IMF Survey : Sound Financial Sector, Fiscal Policy Boosts Hong Kong SAR
May 23, 2014
- Hong Kong SAR recovery from 2012 slowdown features low unemployment, stable inflation
- Robust financial sector has strong supervision, meets highest international standards
- Fiscal policy should address social needs while meeting commitment to low taxes, fiscal prudence
Hong Kong SAR’s economy is predicted to grow by 3¾ percent this year, up from 1¼ percent in 2012, and the special administrative region is likely to enjoy low levels of unemployment and stable inflation, according to an IMF report.
ECONOMIC HEALTH CHECK
In their annual assessment, the report’s authors say they expect the economy of Hong Kong SAR, to continue recovering from the 2012 slowdown, but this favorable outlook is tempered by possible domestic and external risks.
The main domestic risk continues to be an abrupt property price correction, while external threats include the likely normalization of the U.S. Federal Reserve’s monetary policy, and developments on the Mainland.
As a small and highly open economy, the outlook of Hong Kong SAR is heavily influenced by external developments, especially those in Mainland China and the United States.
Strong framework to manage risks
Hong Kong SAR has a robust policy framework to deal with risks and has built up appropriate buffers to absorb shocks, says the report.
A strong fiscal position, which allows for a credible counter-cyclical fiscal policy, a well-supervised financial system, and flexible domestic markets have underpinned the Linked Exchange Rate System (LERS), which in turn provides a robust policy anchor.

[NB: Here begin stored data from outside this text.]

//! # Terrain Module
//!
//! This module provides the `Terrain` struct, the process-wide owner of every chunk
//! and of the shared structures the pipeline stages hand work through.
//!
//! ## Architecture
//!
//! The terrain is sparse: only chunks of zones that have been approached exist.
//! Chunks are never removed during a session.
//!
//! Cross-thread state is limited to:
//! - the chunk map, behind an `MtResource` (lookups take a brief read lock and clone
//!   the chunk handle out; only the coordinator inserts)
//! - one `MtResource` per chunk guarding its block data
//! - the set of created zones, behind its own mutex
//! - two mailboxes: chunks waiting for meshing and mesh data waiting for upload
//!
//! No method holds the map lock while acquiring a chunk lock, and no method holds two
//! chunk locks at once.
//!
//! ## Performance Considerations
//!
//! - Zone and chunk existence checks are O(1) average using hash containers
//! - Block lookups clone an `Arc` and take one read lock; batch work should grab the
//!   chunk handle once and work on the guard

use std::collections::{HashMap, HashSet};
use std::sync::Mutex;

use cgmath::Point3;

use crate::core::{Mailbox, MtResource};
use crate::engine_state::error::TerrainError;
use crate::engine_state::rendering::meshing::ChunkMeshData;

use super::block::block_side::BlockSide;
use super::block::block_type::BlockType;
use super::chunk::{Chunk, CHUNK_HEIGHT, CHUNK_WIDTH};
use super::zone::{is_addressable, ChunkPos, ZoneKey};

/// The voxel world: all chunks plus the pipeline mailboxes.
///
/// # Examples
///
/// ```
/// use cgmath::Point3;
/// use voxel_terrain::engine_state::voxels::{terrain::Terrain, zone::ZoneKey};
///
/// let terrain = Terrain::new();
/// let zone = ZoneKey::containing(10, -10).unwrap();
///
/// assert!(terrain.mark_zone_created(zone));
/// let chunks = terrain.allocate_zone(zone);
/// assert_eq!(chunks.len(), 16);
/// assert!(terrain.block_at(Point3::new(10, 5, -10)).unwrap().is_empty());
/// ```
pub struct Terrain {
    chunks: MtResource<HashMap<ChunkPos, MtResource<Chunk>>>,
    created_zones: Mutex<HashSet<ZoneKey>>,
    chunks_with_block_data: Mailbox<MtResource<Chunk>>,
    chunks_with_mesh_data: Mailbox<ChunkMeshData>,
}

impl Terrain {
    pub fn new() -> Self {
        Terrain {
            chunks: MtResource::new(HashMap::new()),
            created_zones: Mutex::new(HashSet::new()),
            chunks_with_block_data: Mailbox::new(),
            chunks_with_mesh_data: Mailbox::new(),
        }
    }

    /// Marks a zone as created. Returns `false` if it already was, in which case the
    /// caller must not dispatch generation for it.
    pub fn mark_zone_created(&self, zone: ZoneKey) -> bool {
        self.created_zones.lock().unwrap().insert(zone)
    }

    pub fn is_zone_created(&self, zone: ZoneKey) -> bool {
        self.created_zones.lock().unwrap().contains(&zone)
    }

    pub fn zone_count(&self) -> usize {
        self.created_zones.lock().unwrap().len()
    }

    /// Allocates an empty chunk at `position`, or returns the existing one.
    pub fn create_chunk_at(&self, position: ChunkPos) -> MtResource<Chunk> {
        self.chunks
            .get_mut()
            .entry(position)
            .or_insert_with(|| MtResource::new(Chunk::new(position)))
            .clone()
    }

    /// Allocates the 16 chunks of `zone`. Allocation only, no block data is written.
    pub fn allocate_zone(&self, zone: ZoneKey) -> Vec<MtResource<Chunk>> {
        zone.chunk_origins()
            .into_iter()
            .map(|origin| self.create_chunk_at(origin))
            .collect()
    }

    pub fn chunk_at(&self, position: ChunkPos) -> Option<MtResource<Chunk>> {
        self.chunks.get().get(&position).cloned()
    }

    /// The chunk containing world block column `(x, z)`, if allocated and inside the
    /// addressable grid.
    pub fn chunk_containing(&self, x: i32, z: i32) -> Option<MtResource<Chunk>> {
        if !is_addressable(x as i64, z as i64) {
            return None;
        }
        self.chunk_at(ChunkPos::containing(x, z))
    }

    pub fn has_chunk_at(&self, x: i32, z: i32) -> bool {
        self.chunks.get().contains_key(&ChunkPos::containing(x, z))
    }

    pub fn chunk_count(&self) -> usize {
        self.chunks.get().len()
    }

    /// Looks up a block by world position.
    ///
    /// Fails with `OutOfRange` outside `0..CHUNK_HEIGHT`, outside the addressable grid
    /// or inside an unallocated chunk. Callers decide how to treat a miss; see
    /// `ray::grid_march`.
    pub fn block_at(&self, position: Point3<i32>) -> Result<BlockType, TerrainError> {
        if !(0..CHUNK_HEIGHT).contains(&position.y) {
            return Err(TerrainError::out_of_range(position.x, position.y, position.z));
        }
        let chunk = self
            .chunk_containing(position.x, position.z)
            .ok_or_else(|| TerrainError::out_of_range(position.x, position.y, position.z))?;
        let block_type = chunk.get().block_at(position)?;
        Ok(block_type)
    }

    /// Writes a block by world position without requesting a re-mesh.
    ///
    /// Used by generation passes; gameplay edits go through `edit_block`.
    pub fn set_block_at(&self, position: Point3<i32>, block_type: BlockType) -> Result<(), TerrainError> {
        self.modify_column(position.x, position.z, |chunk, _, _| {
            chunk.set_block(position, block_type)
        })?
    }

    /// Runs `modify` with exclusive access to the chunk containing world column
    /// `(x, z)`. The closure also receives the column's chunk-local x and z.
    pub fn modify_column<R>(
        &self,
        x: i32,
        z: i32,
        modify: impl FnOnce(&mut Chunk, i32, i32) -> R,
    ) -> Result<R, TerrainError> {
        let chunk = self
            .chunk_containing(x, z)
            .ok_or_else(|| TerrainError::out_of_range(x, 0, z))?;
        let mut chunk = chunk.get_mut();
        let local_x = x - chunk.position.x;
        let local_z = z - chunk.position.z;
        Ok(modify(&mut chunk, local_x, local_z))
    }

    /// Applies a gameplay block edit and queues re-meshing.
    ///
    /// The containing chunk is queued, and so is the lateral neighbor whose boundary
    /// faces touch the edited block when it lies on a chunk edge. Chunks still waiting
    /// for generation are edited but not queued; their generation task queues them.
    ///
    /// Returns the positions of the chunks queued for meshing.
    pub fn edit_block(&self, position: Point3<i32>, block_type: BlockType) -> Result<Vec<ChunkPos>, TerrainError> {
        let (local_x, local_z) = self.modify_column(position.x, position.z, |chunk, lx, lz| {
            chunk.set_block(position, block_type).map(|_| (lx, lz))
        })??;

        let home = ChunkPos::containing(position.x, position.z);
        let mut affected = vec![home];
        let edge_sides = [
            (local_x == 0, BlockSide::LEFT),
            (local_x == CHUNK_WIDTH - 1, BlockSide::RIGHT),
            (local_z == 0, BlockSide::BACK),
            (local_z == CHUNK_WIDTH - 1, BlockSide::FRONT),
        ];
        for (on_edge, side) in edge_sides {
            if let (true, Some(neighbor)) = (on_edge, home.neighbor(side)) {
                affected.push(neighbor);
            }
        }

        let mut queued = Vec::new();
        for position in affected {
            let Some(chunk) = self.chunk_at(position) else {
                continue;
            };
            {
                let mut guard = chunk.get_mut();
                if !guard.is_generated() {
                    continue;
                }
                guard.request_remesh();
            }
            self.chunks_with_block_data.push(chunk);
            queued.push(position);
        }
        Ok(queued)
    }

    /// Chunks whose block data is ready and which are waiting for a meshing task.
    pub fn chunks_with_block_data(&self) -> &Mailbox<MtResource<Chunk>> {
        &self.chunks_with_block_data
    }

    /// Mesh data waiting for the coordinator to upload it.
    pub fn chunks_with_mesh_data(&self) -> &Mailbox<ChunkMeshData> {
        &self.chunks_with_mesh_data
    }
}

impl Default for Terrain {
    fn default() -> Self {
        Self::new()
    }
}

#[cfg(test)]
mod tests {
    use super::*;

    fn generated_zone(terrain: &Terrain, zone: ZoneKey) {
        terrain.mark_zone_created(zone);
        for chunk in terrain.allocate_zone(zone) {
            chunk.get_mut().mark_generated();
        }
    }

    #[test]
    fn zones_are_created_once() {
        let terrain = Terrain::new();
        let zone = ZoneKey::from_origin(64, 0);
        assert!(terrain.mark_zone_created(zone));
        assert!(!terrain.mark_zone_created(zone));
        assert!(terrain.is_zone_created(zone));
        assert_eq!(terrain.zone_count(), 1);
    }

    #[test]
    fn allocation_is_idempotent() {
        let terrain = Terrain::new();
        let zone = ZoneKey::from_origin(0, 0);
        let first = terrain.allocate_zone(zone);
        let second = terrain.allocate_zone(zone);
        assert_eq!(terrain.chunk_count(), 16);
        assert!(first.iter().zip(second.iter()).all(|(a, b)| a.ptr_eq(b)));
    }

    #[test]
    fn missing_chunks_and_heights_are_out_of_range() {
        let terrain = Terrain::new();
        terrain.allocate_zone(ZoneKey::from_origin(0, 0));

        assert!(terrain.block_at(Point3::new(0, 0, 0)).is_ok());
        assert!(terrain.block_at(Point3::new(64, 0, 0)).is_err());
        assert!(terrain.block_at(Point3::new(0, 256, 0)).is_err());
        assert!(terrain.set_block_at(Point3::new(-1, 0, 0), BlockType::DIRT).is_err());
        assert!(terrain.has_chunk_at(63, 63));
        assert!(!terrain.has_chunk_at(-1, 0));
    }

    #[test]
    fn interior_edit_queues_only_its_chunk() {
        let terrain = Terrain::new();
        generated_zone(&terrain, ZoneKey::from_origin(0, 0));

        let queued = terrain.edit_block(Point3::new(5, 10, 5), BlockType::STONE).unwrap();

        assert_eq!(queued, vec![ChunkPos::new(0, 0)]);
        assert_eq!(terrain.chunks_with_block_data().len(), 1);
        assert_eq!(terrain.block_at(Point3::new(5, 10, 5)).unwrap(), BlockType::STONE);
    }

    #[test]
    fn edge_edit_also_queues_the_neighbor() {
        let terrain = Terrain::new();
        generated_zone(&terrain, ZoneKey::from_origin(0, 0));

        let queued = terrain.edit_block(Point3::new(15, 10, 0), BlockType::STONE).unwrap();

        // (0, -16) lies in an ungenerated zone and is skipped.
        assert_eq!(queued, vec![ChunkPos::new(0, 0), ChunkPos::new(16, 0)]);
        let remeshed = terrain.chunk_at(ChunkPos::new(16, 0)).unwrap();
        assert_eq!(remeshed.get().remesh_generation(), 1);
    }

    #[test]
    fn edits_to_ungenerated_chunks_are_not_queued() {
        let terrain = Terrain::new();
        terrain.allocate_zone(ZoneKey::from_origin(0, 0));

        let queued = terrain.edit_block(Point3::new(5, 10, 5), BlockType::STONE).unwrap();
        assert!(queued.is_empty());
        assert!(terrain.chunks_with_block_data().is_empty());
    }
}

In recent years, counter-cyclical prudential policies have built buffers in the financial system that could help absorb a correction in domestic property prices. The report says these prudential measures should be unwound when systemic financial sector risks ease.
The stamp duties put in place—or increased—during the property boom could be eased as needed to promote an orderly adjustment of the property market, say the report’s authors.
Stress tests underline strong financial sector
Stress tests conducted under the IMF’s Financial Sector Assessment Program suggest that the financial sector could withstand many possible adverse shocks, including a global slowdown and property sector price correction.
They indicate that the banking system is also resilient to changes in global liquidity as a result of the U.S. Fed’s exit from unconventional monetary policy.
Hong Kong SAR’s close links to the Mainland poses both risks and advantages, and its impact will depend largely on China’s growth and reform program. Full implementation of reforms in the Mainland could, in the medium term, lift Hong Kong SAR’s GDP, suggests the report. But, in the near term, reforms may slow growth both in the Mainland and Hong Kong SAR.
Fiscal policy in a long-term framework
The report backs plans by the authorities to unwind the recent fiscal stimulus measures as the economic recovery takes hold, and welcomes efforts by the Working Group on Long-Term Fiscal Planning to cast Hong Kong SAR’s fiscal challenges in a long-term context.
Future fiscal policy will need to strike a balance between addressing the needs of an aging population and rising inequality, while fulfilling the authorities’ commitment to low taxes and fiscal prudence, says the report.
It adds that there may be scope to reprioritize spending and efficiency gains in existing social programs, and an ongoing need for public discussion about the trade-offs involved with long-term spending pressures, and the need to preserve fiscal prudence.
Robust financial sector
The IMF also released a report on the health of the Hong Kong SAR’s financial sector with the Financial Sector Stability Assessment. The FSSA finds that Hong Kong SAR’s regulation and supervision framework of the financial sector is of a high caliber, with bank supervision and regulation among the best in the world. The priorities for improvement are in the area of the financial sector resolution regime and insurance sector regulation and supervision.
Both the regular report and the FSSA suggest that Hong Kong SAR will continue to benefit from deepening financial linkages with the Mainland, including through the offshore Renminbi market.
But both reports also point out that the large and rapidly growing exposure to the Mainland increases the potential for higher RMB volatility to impact the offshore market. This requires close monitoring and cooperation with Mainland supervisors, say the reports authors.